Re: [PATCH v2 1/3] Add the latent_entropy gcc plugin
From: Kees Cook
Date: Thu Jun 09 2016 - 17:52:13 EST
On Mon, May 30, 2016 at 4:31 PM, Emese Revfy <re.emese@xxxxxxxxx> wrote:
> This plugin mitigates the problem of the kernel having too little entropy during
> and after boot for generating crypto keys.
>
> It creates a local variable in every marked function. The value of this variable is
> modified by randomly chosen operations (add, xor and rol) and
> random values (gcc generates them at compile time and the stack pointer at runtime).

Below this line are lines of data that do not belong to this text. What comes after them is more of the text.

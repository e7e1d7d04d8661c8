//! Repository Layer - Core Traits
//!
//! Storage is synchronous, string-valued and keyed, which is exactly what
//! `window.localStorage` offers.

use crate::error::Result;

/// Minimal key-value store
pub trait KeyValueStore {
    /// Read a value; `None` when the key was never written
    fn get(&self, key: &str) -> Result<Option<String>>;

    /// Write (or overwrite) a value
    fn set(&self, key: &str, value: &str) -> Result<()>;

    /// Delete a key; deleting a missing key is not an error
    fn remove(&self, key: &str) -> Result<()>;
}

impl<S: KeyValueStore + ?Sized> KeyValueStore for &S {
    fn get(&self, key: &str) -> Result<Option<String>> {
        (**self).get(key)
    }

    fn set(&self, key: &str, value: &str) -> Result<()> {
        (**self).set(key, value)
    }

    fn remove(&self, key: &str) -> Result<()> {
        (**self).remove(key)
    }
}
//! Shopping List Core
//!
//! Layered architecture:
//! - domain: lists, items, units and the derived price rule
//! - state: the owned application state and its operations
//! - transfer: JSON export/import and the shareable text report
//! - repository: key-value persistence of the whole list collection
//! - session: state + repository, persisting after every change

pub mod config;
pub mod domain;
pub mod error;
pub mod repository;
pub mod session;
pub mod state;
pub mod transfer;

pub use config::Config;
pub use domain::{Item, ItemEdit, ItemField, ItemId, ListId, ShoppingList, Unit};
pub use error::{Result, ShoppingError};
pub use repository::{KeyValueStore, ListRepository, MemoryStore};
pub use session::Session;
pub use state::{compute_cost_per_person, compute_total_cost, AppState, NameDraft};
pub use transfer::{export_file_name, format_money, export_structured, export_text, import_structured, ImportedList, ListExport};
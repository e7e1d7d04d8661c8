//! View State Store
//!
//! Transient UI state (new-list dialog, toast notice) with field-level
//! reactivity via reactive_stores. Nothing here is persisted.

use gloo_timers::future::TimeoutFuture;
use leptos::prelude::*;
use leptos::task::spawn_local;
use reactive_stores::Store;

/// How long a notice stays visible
const NOTICE_MS: u32 = 2_500;

#[derive(Clone, Debug, Default, Store)]
pub struct ViewState {
    /// New-list dialog is open
    pub show_new_list_modal: bool,
    /// Text typed into the new-list dialog
    pub new_list_name: String,
    /// Toast message, cleared after `NOTICE_MS`
    pub notice: Option<String>,
    /// Bumped per notice so an old timer does not hide a newer one
    pub notice_version: u32,
}

pub type ViewStore = Store<ViewState>;

/// Get the view store from context
pub fn use_view_store() -> ViewStore {
    expect_context::<ViewStore>()
}

pub fn open_new_list_modal(store: &ViewStore) {
    *store.show_new_list_modal().write() = true;
}

pub fn close_new_list_modal(store: &ViewStore) {
    *store.show_new_list_modal().write() = false;
    store.new_list_name().write().clear();
}

pub fn show_notice(store: &ViewStore, message: impl Into<String>) {
    let store = *store;
    let version = {
        let field = store.notice_version();
        let mut current = field.write();
        *current += 1;
        *current
    };
    *store.notice().write() = Some(message.into());

    spawn_local(async move {
        TimeoutFuture::new(NOTICE_MS).await;
        if store.notice_version().get_untracked() == version {
            *store.notice().write() = None;
        }
    });
}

> It depends on the control flow (e.g., loops, conditions).
>
> Before the function returns the plugin writes this local variable
> into the latent_entropy global variable. The value of this global variable is
> added to the kernel entropy pool in do_one_initcall() and _do_fork().
>
> Signed-off-by: Emese Revfy <re.emese@xxxxxxxxx>
> [...]
> diff --git a/scripts/Makefile.gcc-plugins b/scripts/Makefile.gcc-plugins
> index 5e22b60..cd7902c 100644
> --- a/scripts/Makefile.gcc-plugins
> +++ b/scripts/Makefile.gcc-plugins
> @@ -6,6 +6,12 @@ ifdef CONFIG_GCC_PLUGINS
>
> gcc-plugin-$(CONFIG_GCC_PLUGIN_CYC_COMPLEXITY) += cyc_complexity_plugin.so
>
> + gcc-plugin-$(CONFIG_GCC_PLUGIN_LATENT_ENTROPY) += latent_entropy_plugin.so
> + gcc-plugin-cflags-$(CONFIG_GCC_PLUGIN_LATENT_ENTROPY) += -DLATENT_ENTROPY_PLUGIN
> + ifdef CONFIG_PAX_LATENT_ENTROPY
> + DISABLE_LATENT_ENTROPY_PLUGIN += -fplugin-arg-latent_entropy_plugin-disable
> + endif
> +
> ifdef CONFIG_GCC_PLUGIN_SANCOV
> ifeq ($(CFLAGS_KCOV),)
> # It is needed because of the gcc-plugin.sh and gcc version checks.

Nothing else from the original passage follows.